## Your instructions
Below are some records; return each one exactly.

Data provided section start

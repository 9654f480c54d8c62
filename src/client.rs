//! Shared handle the managed kinds are built from.

use labapi::{Api, ListOptions};
use reconcile::{Cursor, Error, Operation, Page, RetryConfig};
use std::sync::Arc;

/// API handle plus the settings every kind needs.
#[derive(Clone)]
pub struct Client {
    api: Arc<dyn Api>,
    per_page: u32,
    read_retry: RetryConfig,
}

impl Client {
    pub fn new(api: Arc<dyn Api>, per_page: u32, read_retry: RetryConfig) -> Self {
        Self {
            api,
            per_page: per_page.clamp(1, 100),
            read_retry,
        }
    }

    pub fn api(&self) -> &dyn Api {
        self.api.as_ref()
    }

    pub fn per_page(&self) -> u32 {
        self.per_page
    }

    pub fn read_retry(&self) -> &RetryConfig {
        &self.read_retry
    }

    /// List options for the page a collector cursor points at.
    pub fn list_options(&self, cursor: &Cursor) -> reconcile::Result<ListOptions> {
        match cursor {
            Cursor::Page(page) => Ok(ListOptions::new(*page, self.per_page)),
            Cursor::Token(token) => Err(Error::PaginationError {
                detail: format!("unexpected keyset token {token:?} from an offset listing"),
            }),
        }
    }
}

/// Attach kind and key context to a client failure from a list call.
pub fn list_error(kind: &str, key: &str, err: labapi::Error) -> Error {
    Error::from_remote(kind, key, Operation::List, err.into())
}

/// Attach kind and key context to a client failure from a single read.
pub fn read_error(kind: &str, key: &str, err: labapi::Error) -> Error {
    Error::from_remote(kind, key, Operation::Read, err.into())
}

/// Fetch one page of a listing, mapping client failures to core errors.
pub fn fetch_page<T>(
    client: &Client,
    kind: &str,
    key: &str,
    cursor: &Cursor,
    fetch: impl FnOnce(&ListOptions) -> labapi::Result<Page<T>>,
) -> reconcile::Result<Page<T>> {
    let options = client.list_options(cursor)?;
    fetch(&options).map_err(|err| list_error(kind, key, err))
}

Data provided section end

## Exercise output
repository 9654f480c54d8c62
filename src/client.rs
//! Shared handle the managed kinds are built from.

use labapi::{Api, ListOptions};
use reconcile::{Cursor, Error, Operation, Page, RetryConfig};
use std::sync::Arc;

/// API handle plus the settings every kind needs.
#[derive(Clone)]
pub struct Client {
    api: Arc<dyn Api>,
    per_page: u32,
    read_retry: RetryConfig,
}

impl Client {
    pub fn new(api: Arc<dyn Api>, per_page: u32, read_retry: RetryConfig) -> Self {
        Self {
            api,
            per_page: per_page.clamp(1, 100),
            read_retry,
        }
    }

    pub fn api(&self) -> &dyn Api {
        self.api.as_ref()
    }

    pub fn per_page(&self) -> u32 {
        self.per_page
    }

    pub fn read_retry(&self) -> &RetryConfig {
        &self.read_retry
    }

    /// List options for the page a collector cursor points at.
    pub fn list_options(&self, cursor: &Cursor) -> reconcile::Result<ListOptions> {
        match cursor {
            Cursor::Page(page) => Ok(ListOptions::new(*page, self.per_page)),
            Cursor::Token(token) => Err(Error::PaginationError {
                detail: format!("unexpected keyset token {token:?} from an offset listing"),
            }),
        }
    }
}

/// Attach kind and key context to a client failure from a list call.
pub fn list_error(kind: &str, key: &str, err: labapi::Error) -> Error {
    Error::from_remote(kind, key, Operation::List, err.into())
}

/// Attach kind and key context to a client failure from a single read.
pub fn read_error(kind: &str, key: &str, err: labapi::Error) -> Error {
    Error::from_remote(kind, key, Operation::Read, err.into())
}

/// Fetch one page of a listing, mapping client failures to core errors.
pub fn fetch_page<T>(
    client: &Client,
    kind: &str,
    key: &str,
    cursor: &Cursor,
    fetch: impl FnOnce(&ListOptions) -> labapi::Result<Page<T>>,
) -> reconcile::Result<Page<T>> {
    let options = client.list_options(cursor)?;
    fetch(&options).map_err(|err| list_error(kind, key, err))
}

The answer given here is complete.